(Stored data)
//! The CDCL retry driver (spec.md §4.F): runs `varisat::Solver` to a fixed
//! point over the encoded problem, resolving UNSAT results by dropping the
//! most-recently-failed assumption, and synthesizes jobs from the final
//! per-chain assignment.

use crate::encoder::{Encoding, VarFlags, encode, lit_for};
use depsolve_core::{Context, Error, EventSink, Result};
use depsolve_request::RequestEntry;
use depsolve_scheduler::Job;
use depsolve_universe::{ItemId, PackageType, Universe};
use tracing::{debug, warn};
use varisat::{Lit, Solver};

/// Run the SAT retry loop to completion and synthesize the resulting job
/// list (spec.md §4.F). `entries` is the resolved request; `universe` must
/// already contain every candidate the encoder will reference.
pub fn solve(universe: &Universe, entries: &[RequestEntry], ctx: &Context, sink: &dyn EventSink) -> Result<Vec<Job>> {
    let Encoding {
        formula,
        assumptions: _,
        mut flags,
    } = encode(universe, entries, ctx)?;

    let mut attempt: u32 = 0;
    let hard_cap = ctx.sat_retry_limit.saturating_mul(2).max(1);

    loop {
        let assumptions = current_assumptions(&flags);

        let mut solver = Solver::new();
        solver.add_formula(&formula);
        solver.assume(&assumptions);

        let sat = solver
            .solve()
            .map_err(|e| Error::SolverInternal(e.to_string()))?;

        if sat {
            let model = solver.model().ok_or_else(|| {
                Error::SolverInternal("SAT result with no model".to_string())
            })?;
            apply_model(&model, &mut flags);

            if let Some(regressed) = check_install_regression(&flags) {
                for idx in regressed {
                    flags[idx].failed = true;
                }
                attempt += 1;
                if attempt > hard_cap {
                    return Err(Error::SatUnsat { attempts: attempt });
                }
                debug!(attempt, "install regression detected, re-solving");
                continue;
            }

            validate_single_install_per_chain(universe, &flags)?;
            return synthesize_jobs(universe, &flags);
        }

        let failed_core: Vec<Lit> = solver.failed_core().map(<[Lit]>::to_vec).unwrap_or_default();
        let Some(&culprit) = failed_core.last() else {
            return Err(Error::SatUnsat { attempts: attempt });
        };

        attempt += 1;
        let idx = var_index(culprit);

        if attempt >= ctx.sat_retry_limit {
            let uid = universe
                .item(ItemId::from_raw(u32::try_from(idx).expect("var index fits u32")))
                .pkg
                .uid
                .to_string();
            if sink.query_yes_no(&format!("drop {uid} from the request to continue resolving?")) {
                flags[idx].failed = true;
            } else {
                return Err(Error::SatUnsat { attempts: attempt });
            }
        } else {
            flags[idx].failed = true;
        }

        if attempt > hard_cap {
            warn!(attempt, "exceeding sat retry hard cap, giving up");
            return Err(Error::SatUnsat { attempts: attempt });
        }
    }
}

/// Rebuild the top-level assumption vector from current flag state,
/// flipping sign on anything marked `Failed` (spec.md §4.F: "re-assume
/// top-level literals respecting Failed flips").
fn current_assumptions(flags: &[VarFlags]) -> Vec<Lit> {
    flags
        .iter()
        .enumerate()
        .filter(|(_, f)| f.assumed)
        .map(|(idx, f)| {
            let positive = f.assumed_true ^ f.failed;
            lit_for(ItemId::from_raw(u32::try_from(idx).expect("var index fits u32")), positive)
        })
        .collect()
}

fn apply_model(model: &[Lit], flags: &mut [VarFlags]) {
    for &lit in model {
        let idx = var_index(lit);
        if idx < flags.len() {
            flags[idx].install = is_positive(lit);
        }
    }
}

/// 0-based variable index from a DIMACS literal, mirroring `lit_for`'s
/// 1-based encoding. Goes through `to_dimacs`/`from_dimacs` rather than any
/// `varisat::Lit` accessor this workspace isn't confident is stable API.
fn var_index(lit: Lit) -> usize {
    usize::try_from(lit.to_dimacs().unsigned_abs()).expect("dimacs var fits usize") - 1
}

fn is_positive(lit: Lit) -> bool {
    lit.to_dimacs() > 0
}

/// A top-level install/upgrade request whose variable ended up false means
/// the solver chose to remove any local install without picking a
/// replacement — not what the user asked for. Flagging it `Failed` and
/// re-solving lets the clause set find an alternative (spec.md §4.F).
fn check_install_regression(flags: &[VarFlags]) -> Option<Vec<usize>> {
    let bad: Vec<usize> = flags
        .iter()
        .enumerate()
        .filter(|(_, f)| f.top && f.assumed_true && !f.failed && !f.install)
        .map(|(idx, _)| idx)
        .collect();
    if bad.is_empty() { None } else { Some(bad) }
}

fn validate_single_install_per_chain(universe: &Universe, flags: &[VarFlags]) -> Result<()> {
    for (uid, chain) in universe.chains() {
        let installed = chain.iter().filter(|&&id| flags[id.index() as usize].install).count();
        if installed > 1 {
            return Err(Error::SolverInternal(format!(
                "more than one candidate selected for install in uid {uid}"
            )));
        }
    }
    Ok(())
}

/// Per-chain job synthesis from the final assignment (spec.md §4.F).
fn synthesize_jobs(universe: &Universe, flags: &[VarFlags]) -> Result<Vec<Job>> {
    let mut jobs = Vec::new();

    for (uid, chain) in universe.chains() {
        let mut add: Vec<ItemId> = Vec::new();
        let mut del: Vec<ItemId> = Vec::new();

        for &id in chain {
            let item = universe.item(id);
            let install = flags[id.index() as usize].install;
            if item.pkg.kind == PackageType::Installed {
                if !install {
                    del.push(id);
                }
            } else if install {
                add.push(id);
            }
        }

        if add.len() > 1 {
            return Err(Error::AmbiguousInstall { uid: uid.to_string() });
        }

        match (add.first().copied(), del.as_slice()) {
            (Some(a), []) => jobs.push(Job::install(a)),
            (Some(a), [d]) => jobs.push(Job::upgrade(a, *d)),
            (None, []) => {}
            (None, dels) => jobs.extend(dels.iter().copied().map(Job::delete)),
            (Some(_), _) => {
                return Err(Error::SolverInternal(format!(
                    "uid {uid} has an install candidate alongside more than one removal"
                )));
            }
        }
    }

    Ok(jobs)
}
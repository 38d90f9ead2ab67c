//! End-to-end benchmark of the Request → Universe → SAT → Scheduler
//! pipeline (spec.md §4.H) installing the tail of a linear dependency
//! chain, which pulls in every package ahead of it.

use criterion::{BenchmarkId, Criterion, black_box, criterion_group, criterion_main};
use depsolve_bench::scenarios::populate_remote_chain;
use depsolve_core::{Context, NullEventSink};
use depsolve_orchestrator::{OperationKind, Orchestrator};
use depsolve_request::Request;
use depsolve_test_utils::store::MemoryStore;
use depsolve_universe::{MatchKind, PackageStore, Universe};
use std::sync::Arc;

fn bench_install_chain(c: &mut Criterion) {
    let mut group = c.benchmark_group("Orchestrator::solve install chain");
    let ctx = Context::default();
    let sink = NullEventSink;

    for n in [5usize, 20, 50] {
        group.bench_with_input(BenchmarkId::from_parameter(n), &n, |b, &n| {
            b.iter_batched(
                || {
                    let store = Arc::new(MemoryStore::new());
                    let tail = populate_remote_chain(&store, n);
                    let store: Arc<dyn PackageStore> = store;
                    let universe = Universe::new(Arc::clone(&store));
                    let mut request = Request::new();
                    request.add_pattern(tail.as_str(), MatchKind::Exact);
                    (Orchestrator::new(store), request, universe)
                },
                |(orchestrator, mut request, mut universe)| {
                    black_box(orchestrator.solve(OperationKind::Install, &mut request, &mut universe, &ctx, &sink).unwrap());
                },
                criterion::BatchSize::SmallInput,
            );
        });
    }
    group.finish();
}

criterion_group!(benches, bench_install_chain);
criterion_main!(benches);
//! An `EventSink` that records every event as a display string and answers
//! interactive queries from a fixed, configurable policy, so a test can
//! assert on what the core reported without wiring up a real UI.

use depsolve_core::{Event, EventSink};
use parking_lot::Mutex;

#[derive(Debug, Default)]
pub struct RecordingEventSink {
    events: Mutex<Vec<String>>,
    yes_no_answer: bool,
    select_answer: Option<usize>,
}

impl RecordingEventSink {
    #[must_use]
    pub fn new() -> Self {
        Self::default()
    }

    #[must_use]
    pub fn answering_yes_no(mut self, answer: bool) -> Self {
        self.yes_no_answer = answer;
        self
    }

    #[must_use]
    pub fn answering_select(mut self, answer: Option<usize>) -> Self {
        self.select_answer = answer;
        self
    }

    #[must_use]
    pub fn events(&self) -> Vec<String> {
        self.events.lock().clone()
    }
}

impl EventSink for RecordingEventSink {
    fn emit(&self, event: &Event<'_>) -> bool {
        self.events.lock().push(event.to_string());
        false
    }

    fn query_yes_no(&self, _text: &str) -> bool {
        self.yes_no_answer
    }

    fn query_select(&self, _text: &str, _options: &[&str]) -> Option<usize> {
        self.select_answer
    }
}
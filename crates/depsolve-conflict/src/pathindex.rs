//! Cuckoo-keyed path hash index (spec.md §4.D).
//!
//! Each file/dir path maps to a 64-bit hash under a deterministic sequence of
//! keys: attempt `0` uses the index's base key, attempt `1` the next, and so
//! on up to `max_bumps`. Because the sequence is a pure function of `(path,
//! attempt)`, the same path always walks the same probe sequence regardless
//! of insertion order — unlike a mutable global key, this needs no rehash
//! when a collision forces a bump. A path that never finds a free slot or
//! its own prior entry within the cap spills into an exact-match overflow
//! bucket keyed by the final attempt's hash, guaranteeing termination
//! without losing conflict detection.

use ahash::{AHashMap, RandomState};
use depsolve_universe::{ItemId, Uid};
use std::collections::BTreeMap;
use std::hash::{BuildHasher, Hasher};
use std::sync::Arc;

type Slot = (Arc<str>, ItemId, Uid);

pub struct PathIndex {
    base: RandomState,
    max_bumps: u32,
    primary: BTreeMap<u64, Slot>,
    overflow: AHashMap<u64, Vec<Slot>>,
}

impl PathIndex {
    #[must_use]
    pub fn new(max_bumps: u32) -> Self {
        Self {
            base: RandomState::new(),
            max_bumps,
            primary: BTreeMap::new(),
            overflow: AHashMap::new(),
        }
    }

    fn hash_attempt(&self, path: &str, attempt: u32) -> u64 {
        let mut hasher = self.base.build_hasher();
        hasher.write(path.as_bytes());
        hasher.write(&attempt.to_le_bytes());
        hasher.finish()
    }

    /// Insert `path` owned by `(item_id, uid)`. Returns the conflicting
    /// `(ItemId, Uid)` if the path is already owned by a different uid; `None`
    /// if the path is new or already owned by the same uid (idempotent
    /// re-insertion, e.g. re-running `append_chain` after a re-solve).
    pub fn insert(&mut self, path: &str, item_id: ItemId, uid: &Uid) -> Option<(ItemId, Uid)> {
        for attempt in 0..=self.max_bumps {
            let h = self.hash_attempt(path, attempt);

            if let Some(bucket) = self.overflow.get_mut(&h) {
                return Self::probe_bucket(bucket, path, item_id, uid);
            }

            match self.primary.get(&h) {
                None => {
                    self.primary.insert(h, (Arc::from(path), item_id, uid.clone()));
                    return None;
                }
                Some((existing_path, existing_item, existing_uid)) if existing_path.as_ref() == path => {
                    return if existing_uid == uid {
                        None
                    } else {
                        Some((*existing_item, existing_uid.clone()))
                    };
                }
                Some(_) => {
                    // Different path, same slot at this attempt: keep bumping.
                }
            }
        }

        // Exhausted every attempt without a free slot or a self-match: spill
        // both the incoming path and whatever occupies the final slot into an
        // exact-match bucket keyed by that slot's hash.
        let final_hash = self.hash_attempt(path, self.max_bumps);
        if let Some(existing) = self.primary.remove(&final_hash) {
            self.overflow.entry(final_hash).or_default().push(existing);
        }
        let bucket = self.overflow.entry(final_hash).or_default();
        Self::probe_bucket(bucket, path, item_id, uid)
    }

    fn probe_bucket(
        bucket: &mut Vec<Slot>,
        path: &str,
        item_id: ItemId,
        uid: &Uid,
    ) -> Option<(ItemId, Uid)> {
        for (existing_path, existing_item, existing_uid) in bucket.iter() {
            if existing_path.as_ref() == path {
                return if existing_uid == uid {
                    None
                } else {
                    Some((*existing_item, existing_uid.clone()))
                };
            }
        }
        bucket.push((Arc::from(path), item_id, uid.clone()));
        None
    }
}

#[cfg(test)]
mod tests {
    use super::*;

    fn id(n: u32) -> ItemId {
        ItemId::from_raw(n)
    }

    #[test]
    fn same_path_same_uid_is_idempotent() {
        let mut idx = PathIndex::new(8);
        let uid = Uid::new("foo");
        assert!(idx.insert("/usr/bin/foo", id(0), &uid).is_none());
        assert!(idx.insert("/usr/bin/foo", id(0), &uid).is_none());
    }

    #[test]
    fn same_path_different_uid_conflicts() {
        let mut idx = PathIndex::new(8);
        let a = Uid::new("a");
        let b = Uid::new("b");
        assert!(idx.insert("/usr/bin/foo", id(0), &a).is_none());
        let conflict = idx.insert("/usr/bin/foo", id(1), &b);
        assert_eq!(conflict.unwrap().1, a);
    }

    #[test]
    fn distinct_paths_do_not_conflict() {
        let mut idx = PathIndex::new(8);
        let a = Uid::new("a");
        let b = Uid::new("b");
        assert!(idx.insert("/usr/bin/foo", id(0), &a).is_none());
        assert!(idx.insert("/usr/bin/bar", id(1), &b).is_none());
    }
}
//! Error kinds for the resolution core and their exit-code mapping.
//!
//! Each variant corresponds to a row of spec.md §7; `Error::exit_code`
//! deterministically maps every variant onto one of the exit codes the
//! orchestrator surfaces to callers (spec.md §6).

use thiserror::Error;

/// Exit codes surfaced to callers by the orchestrator, per spec.md §6.
#[derive(Debug, Clone, Copy, PartialEq, Eq, Hash)]
#[repr(i32)]
pub enum ExitCode {
    Ok = 0,
    End = 1,
    Warn = 2,
    Fatal = 3,
    RequiredBy = 4,
    Installed = 5,
    Locked = 6,
    Conflict = 7,
    NotInstalled = 8,
    Cancel = 9,
    UpToDate = 10,
    Vulnerable = 11,
    Dependency = 12,
    SchemaTooOld = 13,
    SchemaTooNew = 14,
    EnoAccess = 15,
    Again = 16,
    NotFound = 17,
}

impl ExitCode {
    #[must_use]
    pub const fn as_i32(self) -> i32 {
        self as i32
    }
}

/// Errors produced by the resolution core.
#[derive(Debug, Error)]
pub enum Error {
    /// A version or uid string failed to parse.
    #[error("invalid version: {input}")]
    InvalidVersion { input: String },

    /// A uid or package name was syntactically invalid.
    #[error("invalid package identifier: {input}")]
    InvalidUid { input: String },

    /// Digest could not be computed for a package being added to the universe.
    #[error("failed to compute digest for {uid}: {reason}")]
    DigestFailed { uid: String, reason: String },

    /// The named package is locked and cannot be the new side of an
    /// install/upgrade, or a locked rdep blocks a delete request.
    #[error("{uid} is locked")]
    Locked { uid: String },

    /// A dependency target has no candidate in the universe and
    /// `force_missing` was not set.
    #[error("{uid} has missing dependency {dep}")]
    MissingDep { uid: String, dep: String },

    /// Conflict discovery found path/direct collisions after the retry
    /// budget for re-solving was exhausted.
    #[error("{count} unresolved package conflict(s)")]
    Conflict { count: usize },

    /// The SAT instance was unsatisfiable after exhausting the retry budget.
    #[error("request is unsatisfiable after {attempts} attempt(s)")]
    SatUnsat { attempts: u32 },

    /// The scheduler found a dependency cycle with no upgrade job on it to
    /// split.
    #[error("dependency cycle contains no upgrade job to split")]
    ChainCycle,

    /// A package's metadata could not be loaded/parsed and was dropped from
    /// the universe.
    #[error("corrupt package {uid}: {reason}")]
    CorruptPackage { uid: String, reason: String },

    /// A progress callback requested cancellation.
    #[error("operation cancelled")]
    Cancelled,

    /// The solver produced an assignment violating the single-install-per-chain
    /// invariant; this indicates an encoder bug, not a bad request.
    #[error("solver internal error: {0}")]
    SolverInternal(String),

    /// More than one new package from the same uid chain was selected for
    /// install in a single solve.
    #[error("more than one package to install from uid {uid}")]
    AmbiguousInstall { uid: String },

    /// A collaborator (persistent store / fetch transport) reported failure.
    #[error("collaborator error: {0}")]
    Collaborator(String),
}

impl Error {
    /// Map this error onto the exit code the orchestrator should surface.
    #[must_use]
    pub const fn exit_code(&self) -> ExitCode {
        match self {
            Self::Locked { .. } => ExitCode::Locked,
            Self::MissingDep { .. } => ExitCode::Dependency,
            Self::Conflict { .. } => ExitCode::Conflict,
            Self::Cancelled => ExitCode::Cancel,
            Self::SatUnsat { .. } | Self::ChainCycle => ExitCode::Fatal,
            Self::InvalidVersion { .. }
            | Self::InvalidUid { .. }
            | Self::DigestFailed { .. }
            | Self::CorruptPackage { .. }
            | Self::SolverInternal(_)
            | Self::AmbiguousInstall { .. }
            | Self::Collaborator(_) => ExitCode::Fatal,
        }
    }
}

/// Workspace-wide result alias.
pub type Result<T> = std::result::Result<T, Error>;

ACTIVITY — For the string "could", search the preceding data and copy every line that includes it.

ANSWER BOX —
    /// Digest could not be computed for a package being added to the universe.
    /// A package's metadata could not be loaded/parsed and was dropped from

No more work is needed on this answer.